(Saved entries)
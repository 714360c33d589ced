//! Fields and multi-axis reconstruction.
//!
//! A [`Field`] holds values sampled over shared [`Axis`] references, stored
//! in reduced form: the smallest period along periodic axes and the unique
//! set along pattern axes. [`Field::get_along`] reconstructs every axis
//! independently and broadcasts the per-axis mappings over the stored array
//! in the field's declared axis order.

mod along;

pub use along::Along;

use std::collections::HashMap;
use std::sync::Arc;

use rayon::prelude::*;
use smallvec::SmallVec;

use crate::axis::Axis;
use crate::core::{IndexMap, Reconstruction};
use crate::request::{AxisRequest, Selection};
use crate::util::{Error, Result, Shape};

/// Out-of-band target coordinates for `axis=axis_data` requests.
pub type AxisData = HashMap<String, Vec<f64>>;

/// Numeric values sampled over a list of axes.
#[derive(Clone, Debug)]
pub struct Field {
    name: String,
    symbol: String,
    unit: String,
    axes: Vec<Arc<Axis>>,
    values: Vec<f64>,
    shape: Shape,
}

impl Field {
    /// Create a field over `axes` with row-major `values`.
    ///
    /// `values` must hold exactly the product of each axis's stored length.
    pub fn new(
        name: impl Into<String>,
        symbol: impl Into<String>,
        axes: Vec<Arc<Axis>>,
        values: Vec<f64>,
    ) -> Result<Self> {
        let shape: Shape = axes.iter().map(|a| a.stored_length()).collect();
        check_shape(&shape, &values)?;
        for (i, a) in axes.iter().enumerate() {
            if axes[..i].iter().any(|b| b.name() == a.name()) {
                return Err(Error::invalid_axis(a.name(), "axis attached twice to one field"));
            }
        }
        Ok(Self {
            name: name.into(),
            symbol: symbol.into(),
            unit: String::new(),
            axes,
            values,
            shape,
        })
    }

    pub fn with_unit(mut self, unit: impl Into<String>) -> Self {
        self.unit = unit.into();
        self
    }

    pub fn name(&self) -> &str {
        &self.name
    }

    pub fn symbol(&self) -> &str {
        &self.symbol
    }

    pub fn unit(&self) -> &str {
        &self.unit
    }

    pub fn axes(&self) -> &[Arc<Axis>] {
        &self.axes
    }

    /// Stored values, row-major over the axes.
    pub fn values(&self) -> &[f64] {
        &self.values
    }

    /// Stored shape, one stored length per axis.
    pub fn shape(&self) -> &Shape {
        &self.shape
    }

    pub fn get_axes_names(&self) -> Vec<&str> {
        self.axes.iter().map(|a| a.name()).collect()
    }

    /// Axis by name.
    pub fn axis(&self, name: &str) -> Option<&Arc<Axis>> {
        self.axes.iter().find(|a| a.name() == name)
    }

    /// Reconstruct along textual requests, e.g. `["time", "angle=[0,pi/4]"]`.
    ///
    /// Axes not named keep their full reconstruction.
    pub fn get_along<S: AsRef<str>>(&self, requests: &[S]) -> Result<Along> {
        self.get_along_with_data(requests, &AxisData::new())
    }

    /// Like [`get_along`](Self::get_along), with targets for `axis=axis_data` requests.
    pub fn get_along_with_data<S: AsRef<str>>(
        &self,
        requests: &[S],
        axis_data: &AxisData,
    ) -> Result<Along> {
        let parsed = requests
            .iter()
            .map(|r| AxisRequest::parse(r.as_ref()))
            .collect::<Result<Vec<_>>>()?;
        self.get_along_requests(&parsed, axis_data)
    }

    /// Reconstruct along structured requests.
    #[tracing::instrument(skip_all, fields(field = %self.symbol, requests = requests.len()))]
    pub fn get_along_requests(
        &self,
        requests: &[AxisRequest],
        axis_data: &AxisData,
    ) -> Result<Along> {
        check_shape(&self.shape, &self.values)?;

        let mut selections: Vec<Option<Selection>> = vec![None; self.axes.len()];
        for req in requests {
            let pos = self
                .axes
                .iter()
                .position(|a| a.name() == req.axis_name)
                .ok_or_else(|| Error::AxisNotFound(req.axis_name.clone()))?;
            if selections[pos].is_some() {
                return Err(Error::parse(req.to_string(), "axis requested more than once"));
            }
            let selection = match &req.selection {
                Selection::AxisData => Selection::Targets(
                    axis_data
                        .get(&req.axis_name)
                        .cloned()
                        .ok_or_else(|| Error::MissingAxisData(req.axis_name.clone()))?,
                ),
                other => other.clone(),
            };
            selections[pos] = Some(selection);
        }

        let recs = self
            .axes
            .iter()
            .zip(selections)
            .map(|(axis, sel)| {
                let rec = axis.reconstruct(&sel.unwrap_or_default())?;
                if rec.map.max_source().is_some_and(|s| s >= axis.stored_length()) {
                    return Err(Error::LengthMismatch {
                        axis: axis.name().to_string(),
                        expected: axis.stored_length(),
                        actual: rec.map.max_source().map_or(0, |s| s + 1),
                    });
                }
                tracing::debug!(axis = axis.name(), len = rec.len(), "reconstructed axis");
                Ok(rec)
            })
            .collect::<Result<Vec<_>>>()?;

        let maps: Vec<&IndexMap> = recs.iter().map(|r| &r.map).collect();
        let (shape, values) = broadcast(&self.shape, &self.values, &maps);

        let axes = self
            .axes
            .iter()
            .zip(recs)
            .map(|(axis, Reconstruction { coords, .. })| (axis.name().to_string(), coords))
            .collect();
        Ok(Along::new(axes, self.symbol.clone(), values, shape))
    }
}

fn check_shape(shape: &Shape, values: &[f64]) -> Result<()> {
    if shape.num_points() != values.len() {
        return Err(Error::ShapeMismatch {
            expected: format!("{} ({} values)", shape, shape.num_points()),
            actual: format!("{} values", values.len()),
        });
    }
    Ok(())
}

/// Outer product of per-axis mappings over a row-major stored array.
///
/// Output element `(i_0, .., i_k)` is the sum over every combination of
/// terms `(s_d, w_d)` of `maps[d][i_d]` of `stored[s_0, .., s_k] * prod(w_d)`.
fn broadcast(stored_shape: &Shape, stored: &[f64], maps: &[&IndexMap]) -> (Shape, Vec<f64>) {
    let out_shape: Shape = maps.iter().map(|m| m.len()).collect();
    let strides = stored_shape.strides();
    let rank = maps.len();
    tracing::trace!(from = %stored_shape, to = %out_shape, "broadcasting");

    let mut out = vec![0.0; out_shape.num_points()];
    out.par_iter_mut().enumerate().for_each(|(flat, slot)| {
        let mut pos: SmallVec<[usize; 4]> = smallvec::smallvec![0; rank];
        out_shape.unravel(flat, &mut pos);
        *slot = gather(maps, &strides, &pos, stored, 0, 0, 1.0);
    });
    (out_shape, out)
}

fn gather(
    maps: &[&IndexMap],
    strides: &[usize],
    pos: &[usize],
    stored: &[f64],
    dim: usize,
    offset: usize,
    weight: f64,
) -> f64 {
    if dim == maps.len() {
        return weight * stored[offset];
    }
    maps[dim]
        .terms(pos[dim])
        .iter()
        .map(|&(s, w)| {
            let next = offset + s * strides[dim];
            gather(maps, strides, pos, stored, dim + 1, next, weight * w)
        })
        .sum()
}

#[cfg(test)]
mod tests {
    use super::*;
    use crate::axis::Pattern;

    fn time_periodic() -> Arc<Axis> {
        Arc::new(
            Axis::linspace("time", "s", 0.0, 10.0, 10, false)
                .unwrap()
                .get_axis_periodic(5, false)
                .unwrap(),
        )
    }

    #[test]
    fn test_shape_checked_at_construction() {
        let err = Field::new("field", "X", vec![time_periodic()], vec![1.0, 2.0, 3.0]).unwrap_err();
        assert!(matches!(err, Error::ShapeMismatch { .. }));
    }

    #[test]
    fn test_duplicate_axis_rejected() {
        let t = time_periodic();
        assert!(Field::new("field", "X", vec![t.clone(), t], vec![0.0; 4]).is_err());
    }

    #[test]
    fn test_full_reconstruction() {
        let f = Field::new("field", "X", vec![time_periodic()], vec![50.0, 55.0]).unwrap();
        let r = f.get_along(&["time"]).unwrap();
        assert_eq!(r["X"], [50., 55., 50., 55., 50., 55., 50., 55., 50., 55.]);
        assert_eq!(r["time"].len(), 10);
    }

    #[test]
    fn test_default_is_full() {
        let f = Field::new("field", "X", vec![time_periodic()], vec![50.0, 55.0]).unwrap();
        let none: [&str; 0] = [];
        assert_eq!(f.get_along(&none).unwrap(), f.get_along(&["time"]).unwrap());
    }

    #[test]
    fn test_unknown_axis() {
        let f = Field::new("field", "X", vec![time_periodic()], vec![50.0, 55.0]).unwrap();
        assert!(matches!(
            f.get_along(&["angle"]),
            Err(Error::AxisNotFound(name)) if name == "angle"
        ));
        assert!(matches!(f.get_along(&["time", "time[oneperiod]"]), Err(Error::Parse { .. })));
    }

    #[test]
    fn test_axis_data_required() {
        let p = Pattern::new(vec![0.0, 1.0], vec![0, 1], vec![0, 1]);
        let slices = Arc::new(Axis::pattern("slice", "m", p).unwrap());
        let f = Field::new("field", "X", vec![slices], vec![1.0, 2.0]).unwrap();
        assert!(matches!(f.get_along(&["slice=axis_data"]), Err(Error::MissingAxisData(_))));

        let mut data = AxisData::new();
        data.insert("slice".to_string(), vec![0.5]);
        let r = f.get_along_with_data(&["slice=axis_data"], &data).unwrap();
        assert_eq!(r["slice"], [0.5]);
        // step patterns hold the sample at or before the target
        assert_eq!(r["X"], [1.0]);
    }

    #[test]
    fn test_axis_data_on_periodic_axis() {
        let f = Field::new("field", "X", vec![time_periodic()], vec![50.0, 55.0]).unwrap();
        let mut data = AxisData::new();
        data.insert("time".to_string(), vec![0.5]);
        assert!(matches!(
            f.get_along_with_data(&["time=axis_data"], &data),
            Err(Error::UnsupportedResampling(_))
        ));
    }

    #[test]
    fn test_broadcast_two_axes() {
        // stored [2 x 3], first axis tiled with signs, second picked
        let stored_shape = Shape::from_slice(&[2, 3]);
        let stored = [1.0, 2.0, 3.0, 4.0, 5.0, 6.0];
        let a = IndexMap::from_fn(4, |i| (i % 2, if i >= 2 { -1.0 } else { 1.0 }));
        let b: IndexMap = [(2, 1.0), (0, 1.0)].into_iter().collect();
        let (shape, out) = broadcast(&stored_shape, &stored, &[&a, &b]);
        assert_eq!(shape.sizes(), &[4, 2]);
        assert_eq!(out, vec![3.0, 1.0, 6.0, 4.0, -3.0, -1.0, -6.0, -4.0]);
    }

    #[test]
    fn test_scalar_field() {
        let f = Field::new("field", "X", vec![], vec![7.0]).unwrap();
        let none: [&str; 0] = [];
        let r = f.get_along(&none).unwrap();
        assert_eq!(r["X"], [7.0]);
        assert_eq!(r.shape().rank(), 0);
    }
}
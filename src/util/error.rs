//! Error types for the scidata library.

use thiserror::Error;

/// Main error type for axis, request and field operations.
#[derive(Error, Debug, Clone, PartialEq)]
pub enum Error {
    // === Construction ===

    /// Axis parameters that cannot describe a coordinate sequence
    #[error("Invalid axis '{axis}': {reason}")]
    InvalidAxis { axis: String, reason: String },

    /// Explicit coordinates are not strictly monotonic
    #[error("Axis '{axis}' is not strictly monotonic at index {index}")]
    NonMonotonic { axis: String, index: usize },

    /// Axis length is not divisible by the declared period
    #[error(
        "Axis '{axis}' of length {length} cannot hold {period_count} {kind}",
        kind = period_word(.is_antiperiod)
    )]
    Periodicity {
        axis: String,
        length: usize,
        period_count: usize,
        is_antiperiod: bool,
    },

    /// Pattern indices inconsistent with the unique/whole values
    #[error("Invalid pattern on axis '{axis}': {reason}")]
    PatternIndex { axis: String, reason: String },

    // === Requests ===

    /// Request string does not follow the grammar
    #[error("Cannot parse request '{input}': {reason}")]
    Parse { input: String, reason: String },

    /// Requested axis is not associated with the field
    #[error("Axis not found: {0}")]
    AxisNotFound(String),

    /// Modifier not applicable to the axis kind
    #[error("Modifier '{modifier}' is not supported by axis '{axis}'")]
    UnsupportedModifier { axis: String, modifier: String },

    /// Arbitrary target coordinates requested on an axis without resampling
    #[error("Axis '{0}' does not support resampling onto arbitrary coordinates")]
    UnsupportedResampling(String),

    /// `axis=axis_data` request without a matching target array
    #[error("No target coordinates supplied for axis '{0}'")]
    MissingAxisData(String),

    /// Range selection matched no coordinate
    #[error("Range [{lower}, {upper}) selects no coordinate on axis '{axis}'")]
    EmptySelection { axis: String, lower: f64, upper: f64 },

    // === Shapes ===

    /// Stored values do not match the axes' stored lengths
    #[error("Shape mismatch: expected {expected}, got {actual}")]
    ShapeMismatch { expected: String, actual: String },

    /// Reconstruction produced a length other than the declared one
    #[error("Axis '{axis}' reconstructed {actual} samples, declared {expected}")]
    LengthMismatch { axis: String, expected: usize, actual: usize },
}

impl Error {
    /// Create an invalid axis error.
    pub fn invalid_axis(axis: impl Into<String>, reason: impl Into<String>) -> Self {
        Self::InvalidAxis { axis: axis.into(), reason: reason.into() }
    }

    /// Create a pattern index error.
    pub fn pattern(axis: impl Into<String>, reason: impl Into<String>) -> Self {
        Self::PatternIndex { axis: axis.into(), reason: reason.into() }
    }

    /// Create a parse error.
    pub fn parse(input: impl Into<String>, reason: impl Into<String>) -> Self {
        Self::Parse { input: input.into(), reason: reason.into() }
    }

    /// True for errors raised while building axes or fields.
    pub fn is_construction(&self) -> bool {
        matches!(
            self,
            Self::InvalidAxis { .. }
                | Self::NonMonotonic { .. }
                | Self::Periodicity { .. }
                | Self::PatternIndex { .. }
        )
    }

    /// True for errors caused by a malformed or unsupported request.
    pub fn is_request(&self) -> bool {
        matches!(
            self,
            Self::Parse { .. }
                | Self::AxisNotFound(_)
                | Self::UnsupportedModifier { .. }
                | Self::UnsupportedResampling(_)
                | Self::MissingAxisData(_)
                | Self::EmptySelection { .. }
        )
    }
}

fn period_word(is_antiperiod: &bool) -> &'static str {
    if *is_antiperiod { "anti-periods" } else { "periods" }
}

/// Result type alias for scidata operations.
pub type Result<T> = std::result::Result<T, Error>;

#[cfg(test)]
mod tests {
    use super::*;

    #[test]
    fn test_error_display() {
        let e = Error::Periodicity {
            axis: "time".into(),
            length: 10,
            period_count: 3,
            is_antiperiod: false,
        };
        let msg = e.to_string();
        assert!(msg.contains("10"));
        assert!(msg.contains("3 periods"));

        let e = Error::Periodicity {
            axis: "angle".into(),
            length: 16,
            period_count: 3,
            is_antiperiod: true,
        };
        assert!(e.to_string().contains("anti-periods"));
    }

    #[test]
    fn test_error_classes() {
        assert!(Error::pattern("slice", "bad").is_construction());
        assert!(Error::AxisNotFound("x".into()).is_request());
        let shape = Error::ShapeMismatch { expected: "[2]".into(), actual: "[3]".into() };
        assert!(!shape.is_construction());
        assert!(!shape.is_request());
    }
}
//! Error types for the 1secmail client.

use reqwest::StatusCode;
use thiserror::Error;

/// Error type for all 1secmail client operations.
#[derive(Debug, Error)]
pub enum Error {
    /// The base URL or proxy URL could not be parsed.
    #[error("invalid url: {0}")]
    InvalidUrl(String),
    /// Transport failure: connect, DNS, TLS, or reading the body.
    #[error("request failed: {0}")]
    Request(#[from] reqwest::Error),
    /// The service answered with something other than `200 OK`.
    #[error("unexpected HTTP status: {0}")]
    Status(StatusCode),
    /// The response body was not the expected JSON shape.
    #[error("failed to decode response: {0}")]
    Json(#[from] serde_json::Error),
    /// A mailbox address did not contain exactly one `@`.
    #[error("invalid address: {0:?}")]
    InvalidAddress(String),
    /// The mailbox generator returned no addresses.
    #[error("service returned no addresses")]
    EmptyResponse,
    /// Writing attachment bytes to a caller-supplied writer failed.
    #[error("io error: {0}")]
    Io(#[from] std::io::Error),
}

impl Error {
    /// HTTP status of the failed response, if the failure was a status error.
    pub fn status(&self) -> Option<StatusCode> {
        match self {
            Error::Status(status) => Some(*status),
            Error::Request(err) => err.status(),
            _ => None,
        }
    }
}
//! Streaming access to attachment bytes.

use crate::Result;
use reqwest::header::CONTENT_TYPE;
use tokio::io::{AsyncWrite, AsyncWriteExt};

/// An open attachment download.
///
/// Holds the HTTP response until the body is consumed. Dropping the stream at
/// any point releases the underlying connection.
#[derive(Debug)]
pub struct AttachmentStream {
    response: reqwest::Response,
}

impl AttachmentStream {
    pub(crate) fn new(response: reqwest::Response) -> Self {
        Self { response }
    }

    /// `Content-Type` reported by the service, if any.
    pub fn content_type(&self) -> Option<&str> {
        self.response
            .headers()
            .get(CONTENT_TYPE)
            .and_then(|v| v.to_str().ok())
    }

    /// Body length from `Content-Length`, if the service sent one.
    pub fn content_length(&self) -> Option<u64> {
        self.response.content_length()
    }

    /// Read the next chunk of the body. Returns `None` once it is exhausted.
    pub async fn chunk(&mut self) -> Result<Option<Vec<u8>>> {
        Ok(self.response.chunk().await?.map(|chunk| chunk.to_vec()))
    }

    /// Collect the rest of the body into memory.
    pub async fn bytes(self) -> Result<Vec<u8>> {
        Ok(self.response.bytes().await?.to_vec())
    }

    /// Stream the rest of the body into `writer`, returning the number of
    /// bytes written.
    ///
    /// # Examples
    /// ```no_run
    /// # use onesecmail_client::Client;
    /// # #[tokio::main]
    /// # async fn main() -> Result<(), onesecmail_client::Error> {
    /// let mailbox = Client::new()?.mailbox("demo@1secmail.com")?;
    /// let stream = mailbox.download_attachment(639, "report.pdf").await?;
    /// let mut file = tokio::fs::File::create("report.pdf").await?;
    /// stream.copy_to(&mut file).await?;
    /// # Ok(())
    /// # }
    /// ```
    pub async fn copy_to<W>(mut self, writer: &mut W) -> Result<u64>
    where
        W: AsyncWrite + Unpin + ?Sized,
    {
        let mut written = 0u64;
        while let Some(chunk) = self.response.chunk().await? {
            writer.write_all(&chunk).await?;
            written += chunk.len() as u64;
        }
        writer.flush().await?;
        Ok(written)
    }
}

▶ Task details: Lines from the one containing "while let Some(chunk)" through the last line of the records, restated word for word: that is the whole response.

▶ Exercise response:
        while let Some(chunk) = self.response.chunk().await? {
            writer.write_all(&chunk).await?;
            written += chunk.len() as u64;
        }
        writer.flush().await?;
        Ok(written)
    }
}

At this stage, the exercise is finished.